WHAT IS REQUIRED >>
The listing below is to be output in its exact form.

• • • •

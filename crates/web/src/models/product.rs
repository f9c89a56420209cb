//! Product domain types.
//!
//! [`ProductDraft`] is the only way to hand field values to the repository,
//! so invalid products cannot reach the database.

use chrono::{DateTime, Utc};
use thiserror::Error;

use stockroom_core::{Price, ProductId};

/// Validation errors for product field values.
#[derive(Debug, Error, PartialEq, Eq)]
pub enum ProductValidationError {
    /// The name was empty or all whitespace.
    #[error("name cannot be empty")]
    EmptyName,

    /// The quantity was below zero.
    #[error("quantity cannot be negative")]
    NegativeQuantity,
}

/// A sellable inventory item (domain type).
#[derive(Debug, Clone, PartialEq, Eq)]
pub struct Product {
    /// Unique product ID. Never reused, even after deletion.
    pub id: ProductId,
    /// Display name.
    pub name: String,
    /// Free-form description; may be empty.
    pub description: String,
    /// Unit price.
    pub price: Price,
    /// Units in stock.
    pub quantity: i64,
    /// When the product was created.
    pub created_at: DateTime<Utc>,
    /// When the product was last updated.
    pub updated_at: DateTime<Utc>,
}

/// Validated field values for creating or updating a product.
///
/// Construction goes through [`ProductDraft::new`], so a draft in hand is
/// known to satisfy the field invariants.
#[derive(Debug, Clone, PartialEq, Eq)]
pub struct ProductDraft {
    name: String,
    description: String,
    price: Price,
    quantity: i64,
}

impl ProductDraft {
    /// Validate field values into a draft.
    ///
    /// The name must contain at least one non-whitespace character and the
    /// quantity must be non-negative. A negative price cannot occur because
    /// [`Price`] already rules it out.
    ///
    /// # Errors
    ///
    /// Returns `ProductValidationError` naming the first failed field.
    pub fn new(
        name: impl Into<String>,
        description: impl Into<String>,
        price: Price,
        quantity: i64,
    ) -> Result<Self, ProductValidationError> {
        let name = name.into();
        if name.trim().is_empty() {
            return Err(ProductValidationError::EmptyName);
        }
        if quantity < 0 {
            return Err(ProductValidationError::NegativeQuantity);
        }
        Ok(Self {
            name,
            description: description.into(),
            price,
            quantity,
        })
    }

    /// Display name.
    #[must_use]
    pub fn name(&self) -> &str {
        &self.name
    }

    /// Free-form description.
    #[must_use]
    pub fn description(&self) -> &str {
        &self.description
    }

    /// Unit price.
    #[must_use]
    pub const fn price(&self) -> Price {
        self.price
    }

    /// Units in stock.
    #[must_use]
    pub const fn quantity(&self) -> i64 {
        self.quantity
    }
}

• • • •

ANSWER SPACE >>
filename crates/web/src/models/product.rs
repository f9c89a56420209cb
//! Product domain types.
//!
//! [`ProductDraft`] is the only way to hand field values to the repository,
//! so invalid products cannot reach the database.

use chrono::{DateTime, Utc};
use thiserror::Error;

use stockroom_core::{Price, ProductId};

/// Validation errors for product field values.
#[derive(Debug, Error, PartialEq, Eq)]
pub enum ProductValidationError {
    /// The name was empty or all whitespace.
    #[error("name cannot be empty")]
    EmptyName,

    /// The quantity was below zero.
    #[error("quantity cannot be negative")]
    NegativeQuantity,
}

/// A sellable inventory item (domain type).
#[derive(Debug, Clone, PartialEq, Eq)]
pub struct Product {
    /// Unique product ID. Never reused, even after deletion.
    pub id: ProductId,
    /// Display name.
    pub name: String,
    /// Free-form description; may be empty.
    pub description: String,
    /// Unit price.
    pub price: Price,
    /// Units in stock.
    pub quantity: i64,
    /// When the product was created.
    pub created_at: DateTime<Utc>,
    /// When the product was last updated.
    pub updated_at: DateTime<Utc>,
}

/// Validated field values for creating or updating a product.
///
/// Construction goes through [`ProductDraft::new`], so a draft in hand is
/// known to satisfy the field invariants.
#[derive(Debug, Clone, PartialEq, Eq)]
pub struct ProductDraft {
    name: String,
    description: String,
    price: Price,
    quantity: i64,
}

impl ProductDraft {
    /// Validate field values into a draft.
    ///
    /// The name must contain at least one non-whitespace character and the
    /// quantity must be non-negative. A negative price cannot occur because
    /// [`Price`] already rules it out.
    ///
    /// # Errors
    ///
    /// Returns `ProductValidationError` naming the first failed field.
    pub fn new(
        name: impl Into<String>,
        description: impl Into<String>,
        price: Price,
        quantity: i64,
    ) -> Result<Self, ProductValidationError> {
        let name = name.into();
        if name.trim().is_empty() {
            return Err(ProductValidationError::EmptyName);
        }
        if quantity < 0 {
            return Err(ProductValidationError::NegativeQuantity);
        }
        Ok(Self {
            name,
            description: description.into(),
            price,
            quantity,
        })
    }

    /// Display name.
    #[must_use]
    pub fn name(&self) -> &str {
        &self.name
    }

    /// Free-form description.
    #[must_use]
    pub fn description(&self) -> &str {
        &self.description
    }

    /// Unit price.
    #[must_use]
    pub const fn price(&self) -> Price {
        self.price
    }

    /// Units in stock.
    #[must_use]
    pub const fn quantity(&self) -> i64 {
        self.quantity
    }
}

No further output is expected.